In some embodiments, the process further includes removing heat from the product stream 310 by passing the product stream 310 through a dilution steam heating unit 130 after removing the product stream 310 from the reaction zone 160. Dilution steam heating unit 130 may cool product stream 310 below the reaction temperature. The rapid cooling of product stream 310 below the reaction temperature prevents further reaction or conversion of product stream 310. In some embodiments, dilution steam heating unit 130 cools product stream 310 to less than 600 ℃, or less than 500 ℃. The process may also include passing the dilution steam stream 410 through the dilution steam heating unit 130. The temperature of the dilution steam stream 410 prior to being introduced into the dilution steam heating unit 130 may be 150 ℃ to 200 ℃, 160 ℃ to 200 ℃, 170 ℃ to 200 ℃, 180 ℃ to 200 ℃, 190 ℃ to 200 ℃, 150 ℃ to 190 ℃, 160 ℃ to 190 ℃, 170 ℃ to 190 ℃, 180 ℃ to 190 ℃, 150 ℃ to 180 ℃, 160 ℃ to 180 ℃, 170 ℃ to 180 ℃, 150 ℃ to 170 ℃, 160 ℃ to 170 ℃, 150 ℃ to 160 ℃, or about 175 ℃. The process may include cooling the product stream 310 with a dilution steam stream 410 in a dilution steam heating unit 130. In an embodiment, the process may further include mixing the dilution steam stream 410 from the dilution steam heating unit 130 with the preheated hydrocarbon-based composition 220 to transfer heat from the dilution steam stream 410 to the preheated hydrocarbon-based composition 220. The energy efficiency of the system 100 may be improved by the dilution steam flow 410. Additionally, it is contemplated that mixing the dilution steam stream 410 with the preheated hydrocarbon-based composition 220 prior to introducing the preheated hydrocarbon-based composition 220 into the first hydrocarbon heating unit 120 may prevent condensation. These are optional components to the systems and processes disclosed herein, as product stream 310 may be cooled according to other methods known in the art.
In an embodiment, the process may further include cooling the product stream 310 in the heat recovery exchanger 170. The heat recovery exchanger 170 may include a heat exchanger, a nozzle, a quench tower, direct heat transfer, or a combination thereof, with molten salt, molten metal, an organic fluid, or water as a heat transfer medium. In embodiments, the product stream 310 may have been cooled below the reaction temperature prior to being introduced into the heat recovery exchanger 170. In embodiments, the product stream 310 may not be cooled below the reaction temperature prior to being introduced into the heat recovery exchanger 170, and this may be used as a quench step. Quenching product stream 310 below the reaction temperature prevents further reactions or conversions of product stream 310 to quickly stop such reactions and conversions in the product stream. It should be understood that the term "cooling" is used throughout this disclosure to describe various steps in which the streams described herein are cooled, and steps in which the streams are quenched may be contemplated. The term "cooling" is not meant to be limiting, but is meant to encompass embodiments in which the stream is quenched to stop the reaction or conversion within the stream. When the cooling step includes direct heat transfer, the process may also include passing a cold coolant stream (not shown) through a coolant drum (not shown) and then to the heat recovery exchanger 170. The process may include cooling the product stream 310 in the heat recovery exchanger 170 with a cold coolant stream.

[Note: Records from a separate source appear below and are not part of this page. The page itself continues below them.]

use anyhow::{Context, Result};
use std::fs;
use std::path::{Path, PathBuf};
use tracing::info;

use crate::env::DockerHubCredentials;
use crate::lookup::{self, ContextCache};
use crate::settings::Settings;
use crate::stack;
use crate::template::{Format, Template};

/// Validate the inputs, resolve account and VPC, and assemble the stack
pub async fn build_template(
    config_dir: Option<&Path>,
    context_file: &Path,
) -> Result<(Settings, Template)> {
    // Credentials come first: nothing is looked up or declared without them
    let credentials = DockerHubCredentials::from_env()?;
    let settings = Settings::load(config_dir)?;

    let account = lookup::resolve_account(&settings).await?;
    let mut cache = ContextCache::load(context_file)?;
    let vpc = lookup::resolve_vpc(&settings, &account, &mut cache).await?;
    info!(
        "Deploying into {} ({} public subnets)",
        vpc.vpc_id,
        vpc.public_subnet_ids.len()
    );

    let template = stack::assemble(&credentials, &settings, &vpc)
        .context("Failed to assemble stack")?;
    Ok((settings, template))
}

/// Synthesize the template to a file, or to stdout
pub async fn handle_synth(
    config_dir: Option<&Path>,
    context_file: &Path,
    format: Format,
    output_dir: &Path,
    stdout: bool,
) -> Result<()> {
    let (settings, template) = build_template(config_dir, context_file).await?;
    let rendered = template.render(format)?;

    if stdout {
        print!("{}", rendered);
        return Ok(());
    }

    let path = write_template(output_dir, &settings.stack.name, format, &rendered)?;
    println!(
        "✓ Synthesized {} ({} resources) to {}",
        settings.stack.name,
        template.len(),
        path.display()
    );
    Ok(())
}

pub fn template_path(output_dir: &Path, stack_name: &str, format: Format) -> PathBuf {
    output_dir.join(format!("{}.template.{}", stack_name, format.extension()))
}

fn write_template(
    output_dir: &Path,
    stack_name: &str,
    format: Format,
    rendered: &str,
) -> Result<PathBuf> {
    fs::create_dir_all(output_dir).with_context(|| {
        format!("Failed to create output directory {}", output_dir.display())
    })?;

    let path = template_path(output_dir, stack_name, format);
    fs::write(&path, rendered)
        .with_context(|| format!("Failed to write template to {}", path.display()))?;
    Ok(path)
}

#[cfg(test)]
mod tests {
    use super::*;
    use tempfile::TempDir;

    #[test]
    fn test_template_path() {
        assert_eq!(
            template_path(Path::new("cdk.out"), "NginxPullThroughStack", Format::Yaml),
            PathBuf::from("cdk.out/NginxPullThroughStack.template.yaml")
        );
    }

    #[test]
    fn test_write_template_creates_output_dir() {
        let dir = TempDir::new().unwrap();
        let output_dir = dir.path().join("nested").join("out");

        let path = write_template(&output_dir, "Stack", Format::Json, "{}\n").unwrap();

        assert_eq!(path, output_dir.join("Stack.template.json"));
        assert_eq!(fs::read_to_string(path).unwrap(), "{}\n");
    }
}
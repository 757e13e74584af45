use anyhow::{Context, Result};
use async_trait::async_trait;
use aws_config::BehaviorVersion;
use aws_sdk_ec2::types::Filter;
use aws_sdk_ec2::Client as Ec2Client;

use super::{LookupError, VpcFilter, VpcInfo, VpcProvider, VpcQuery};

/// Extract a clean error message from an AWS SDK error's Debug output
///
/// The AWS SDK errors have verbose Debug output, but we can extract just the
/// meaningful message by parsing for the `message: Some("...")` pattern.
fn format_sdk_error<E: std::fmt::Debug>(err: &E) -> String {
    let debug_str = format!("{:?}", err);

    if let Some(start) = debug_str.find("message: Some(\"") {
        let start = start + 15; // length of 'message: Some("'
        if let Some(end) = debug_str[start..].find("\")") {
            return debug_str[start..start + end].to_string();
        }
    }

    if debug_str.len() > 200 {
        let cut = (0..=200)
            .rev()
            .find(|i| debug_str.is_char_boundary(*i))
            .unwrap_or(0);
        format!("{}...", &debug_str[..cut])
    } else {
        debug_str
    }
}

async fn load_config(region: &str) -> aws_config::SdkConfig {
    // Default credential chain (env vars, profile, IAM role)
    aws_config::defaults(BehaviorVersion::latest())
        .region(aws_config::Region::new(region.to_string()))
        .load()
        .await
}

/// Looks up VPCs and their public subnets with the EC2 API
pub struct Ec2VpcProvider {
    client: Ec2Client,
}

impl Ec2VpcProvider {
    pub async fn new(region: &str) -> Self {
        let config = load_config(region).await;
        Self {
            client: Ec2Client::new(&config),
        }
    }

    async fn find_vpc_id(&self, query: &VpcQuery) -> Result<String> {
        let filter = match &query.filter {
            VpcFilter::Default => Filter::builder().name("isDefault").values("true").build(),
            VpcFilter::Id(id) => Filter::builder().name("vpc-id").values(id).build(),
        };

        let response = self
            .client
            .describe_vpcs()
            .filters(filter)
            .send()
            .await
            .map_err(|e| anyhow::anyhow!("Failed to describe VPCs: {}", format_sdk_error(&e)))?;

        let vpc_ids: Vec<&str> = response
            .vpcs()
            .iter()
            .filter_map(|vpc| vpc.vpc_id())
            .collect();

        match vpc_ids.as_slice() {
            [] => Err(LookupError::NotFound(query.describe()).into()),
            [id] => Ok(id.to_string()),
            ids => Err(LookupError::Ambiguous {
                filter: query.describe(),
                count: ids.len(),
            }
            .into()),
        }
    }

    /// Subnets that auto-assign public IPs, sorted by availability zone
    async fn public_subnets(&self, vpc_id: &str) -> Result<Vec<(String, String)>> {
        let mut subnets = Vec::new();
        let mut next_token: Option<String> = None;

        loop {
            let mut request = self
                .client
                .describe_subnets()
                .filters(Filter::builder().name("vpc-id").values(vpc_id).build());
            if let Some(token) = next_token {
                request = request.next_token(token);
            }

            let response = request.send().await.map_err(|e| {
                anyhow::anyhow!(
                    "Failed to describe subnets of {}: {}",
                    vpc_id,
                    format_sdk_error(&e)
                )
            })?;

            for subnet in response.subnets() {
                if subnet.map_public_ip_on_launch() != Some(true) {
                    continue;
                }
                if let (Some(id), Some(az)) = (subnet.subnet_id(), subnet.availability_zone()) {
                    subnets.push((az.to_string(), id.to_string()));
                }
            }

            next_token = response.next_token().map(String::from);
            if next_token.is_none() {
                break;
            }
        }

        subnets.sort();
        Ok(subnets)
    }
}

#[async_trait]
impl VpcProvider for Ec2VpcProvider {
    async fn lookup(&self, query: &VpcQuery) -> Result<VpcInfo> {
        let vpc_id = self.find_vpc_id(query).await?;
        let subnets = self.public_subnets(&vpc_id).await?;

        tracing::info!(
            "Found VPC {} with {} public subnets",
            vpc_id,
            subnets.len()
        );

        let mut availability_zones: Vec<String> =
            subnets.iter().map(|(az, _)| az.clone()).collect();
        availability_zones.dedup();

        Ok(VpcInfo {
            vpc_id,
            public_subnet_ids: subnets.into_iter().map(|(_, id)| id).collect(),
            availability_zones,
        })
    }
}

/// Account id of the credentials in use
pub async fn caller_account(region: &str) -> Result<String> {
    let config = load_config(region).await;
    let client = aws_sdk_sts::Client::new(&config);

    let identity = client
        .get_caller_identity()
        .send()
        .await
        .map_err(|e| {
            anyhow::anyhow!(
                "Failed to resolve the AWS account (set stack.account to skip): {}",
                format_sdk_error(&e)
            )
        })?;

    let account = identity
        .account()
        .context("GetCallerIdentity returned no account")?
        .to_string();

    tracing::debug!("Resolved account {} from caller identity", account);
    Ok(account)
}

#[cfg(test)]
mod tests {
    use super::*;

    #[derive(Debug)]
    #[allow(dead_code)]
    struct FakeError {
        message: Option<String>,
    }

    #[test]
    fn test_format_sdk_error_extracts_message() {
        let err = FakeError {
            message: Some("You are not authorized".to_string()),
        };
        assert_eq!(format_sdk_error(&err), "You are not authorized");
    }

    #[test]
    fn test_format_sdk_error_truncates_long_output() {
        let err = FakeError {
            message: None,
        };
        let formatted = format_sdk_error(&vec![&err; 20]);
        assert!(formatted.ends_with("..."));
        assert!(formatted.len() <= 203);
    }
}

Additionally, in some embodiments, the systems and processes claimed herein do not produce CO 2 emissions from the heating process. In particular, the systems and processes herein utilize electrical heating systems and processes that do not result in direct CO 2 production from the heating systems and processes, as compared to conventional systems that utilize combustion reactions to generate heat. These combustion reaction systems and processes typically combust methane or other gases, which produces CO 2 emissions. Although product stream 310 may contain CO 2, the systems and processes claimed herein do not produce CO 2 emissions from the heating process.
Examples
The following examples illustrate one or more embodiments of the present disclosure previously discussed. In addition, comparative examples were performed.
Comparative example A
A conventional upgrading process was determined in which the feedstock was introduced into a preheater at 90 ℃ and heated to 149 ℃. The dilution steam stream is introduced into a dilution steam heating unit, wherein the dilution steam stream is heated from an initial 175 ℃ to 465 ℃. The dilution steam stream is then mixed with the feedstock before it is sent to the first hydrocarbon heating unit and the feedstock is heated to 205 ℃. The feedstock was then introduced into a first hydrocarbon heating unit and heated to 385 ℃. The feedstock was then sent to a second hydrocarbon heating unit and heated to 597 ℃ and to a reaction zone where it was heated and converted to form a product stream having a propylene/ethylene ratio of 0.51, with an outlet temperature of 861 ℃. The product stream was then sent to 2 transfer line exchangers in series and cooled from 855 ℃ to 469 ℃ in the first transfer line exchanger and then cooled from 469 ℃ to 353 ℃ in the second transfer line exchanger. High pressure steam at a temperature of 310 ℃ is generated in the transfer line exchanger. The product stream is then sent to a heat recovery exchanger. The flue gas from the conventional combustion reaction zone is used to superheat the steam in steam superheater units 1 and 2 from 311 ℃ to 433 ℃ and from 391 ℃ to 490 ℃, respectively. Boiler feed water to the steam drum is preheated in an economizer from 120 ℃ to 202 ℃. The flue gas in this simulation was cooled from 1187 ℃ to 136 ℃. The results of this simulation are summarized in tables 1 and 2 below:
table 1: product stream temperature, flow rate, and loading in conventional upgrading processes.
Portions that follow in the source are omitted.